What’s been most interesting to me is watching him learn English. For the longest time, he almost seemed to refuse to put any effort into learning our language at all, preferring to point and scream (as you might see any American tourist do in a non-English-speaking country.) But then one day, it was like a switch was flipped and he went from single words, to short phrases, and then he suddenly was speaking full sentences, and I was left wondering who the heck this strange chattering creature was who’d apparently replaced my son in the middle of the night.
My son will be five later this month, and with his burgeoning language skills I’ve discovered lately that having a kid this age is kind of like having an oracle around the house. Any question you might have, he has an answer for you. Unless, of course, that question is, “have you brushed your teeth?”
Feeling guilty about something you’ve done?
“No bedtime stories for you.”
Wondering how to end that first date?
“I WANT A GOODNIGHT KISS!”
Doctor trying to prescribe you a suppository instead of oral medications?
“I’ve got a penguin in my bum.”
Sex and reproduction education?
“I’m going to drink a lot of water and then my baby will come out.”

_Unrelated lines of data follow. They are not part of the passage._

//! Domain layer: entities, repository contracts and redirect accounting.
//!
//! # Architecture
//!
//! - [`entities`] - Core business data structures
//! - [`repositories`] - Data access trait definitions
//! - [`redirect_error`] - Failure taxonomy of the redirect path
//! - [`hit_event`] - Hit accounting event model
//! - [`hit_worker`] - Asynchronous hit counter worker
//!
//! # Hit Accounting Flow
//!
//! 1. The redirect handler resolves a segment to a record
//! 2. A [`hit_event::HitEvent`] is sent to a bounded channel (non-blocking)
//! 3. [`hit_worker::run_hit_worker`] applies the atomic increment with retry
//!
//! With strict accounting the handler performs the increment itself and
//! fails the request if it does not succeed.

pub mod entities;
pub mod hit_event;
pub mod hit_worker;
pub mod redirect_error;
pub mod repositories;
//! Top-level router configuration.
//!
//! # Route Structure
//!
//! - `GET  /{segment}`          - Short URL redirect by alias or key
//! - `GET  /{prefix}/{segment}` - Alias-only redirect (when `ALIAS_PATH_PREFIX` is set)
//! - `GET  /health`             - Health check: store, hit queue, cache
//!
//! # Middleware
//!
//! - **Tracing** - Structured request/response logging
//! - **Rate limiting** - Per-IP token bucket on redirect routes
//! - **Path normalization** - Trailing slash handling

use crate::api::handlers::health_handler;
use crate::api::middleware::{rate_limit, tracing};
use crate::api::routes::redirect_routes;
use crate::config::Config;
use crate::state::AppState;
use anyhow::Result;
use axum::Router;
use axum::routing::get;
use tower::Layer;
use tower_http::normalize_path::{NormalizePath, NormalizePathLayer};

/// Constructs the application router with all routes and middleware.
///
/// Rate limiting reads client IPs from forwarding headers when
/// `config.behind_proxy` is set; otherwise from the peer socket address,
/// which requires serving with connect info.
///
/// # Errors
///
/// Returns an error if the rate limit settings are invalid.
pub fn app_router(state: AppState, config: &Config) -> Result<NormalizePath<Router>> {
    let redirects = redirect_routes(config.alias_path_prefix.as_deref());
    let redirects = if config.behind_proxy {
        redirects.layer(rate_limit::proxied_layer(
            config.rate_limit_per_second,
            config.rate_limit_burst,
        )?)
    } else {
        redirects.layer(rate_limit::layer(
            config.rate_limit_per_second,
            config.rate_limit_burst,
        )?)
    };

    let router = Router::new()
        .route("/health", get(health_handler))
        .merge(redirects)
        .with_state(state)
        .layer(tracing::layer());

    Ok(NormalizePathLayer::trim_trailing_slash().layer(router))
}
//! Hit event model for asynchronous usage accounting.

/// A successful redirect waiting to be counted.
///
/// Sent from the redirect handler to the hit worker over a bounded channel
/// so the response never waits on the counter update.
#[derive(Debug, Clone, PartialEq, Eq)]
pub struct HitEvent {
    /// Id of the resolved record.
    pub id: i64,
    /// Raw inbound segment, kept for log context.
    pub segment: String,
}

impl HitEvent {
    pub fn new(id: i64, segment: impl Into<String>) -> Self {
        Self {
            id,
            segment: segment.into(),
        }
    }
}

#[cfg(test)]
mod tests {
    use super::*;

    #[test]
    fn test_hit_event_creation() {
        let event = HitEvent::new(42, "promo");
        assert_eq!(event.id, 42);
        assert_eq!(event.segment, "promo");
    }
}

Feeling under the weather?
“I’ll get my screwdriver and fix you up!”
And. Um. I have no idea:
“I eat my eye. Boop boop. And my mouth. Um. Mummy? Some spaceships have good guys and some spaceships have bad guys, right? I’ve got strawberry teeth. I am a bad guy.”
He’s admittedly still behind the average five-year-old in language skills, but he continues to grow in leaps and bounds, and it’s amazing that one day you realize you’ve been having a real conversation with this kid that doesn’t involve screeching or hitting stuff. Our guides told us that the babbling he appeared to do as we wheeled or carried him unwillingly around the sights in China was just that: babbling. He really didn’t speak any Chinese before we brought him home, so to me this makes his language skills all the more impressive.
I’ll leave you with this final thought: if teaching your Chinese-American son to say “What’s-ah happenin’, hot-stuff?” is wrong, I don’t want to be right.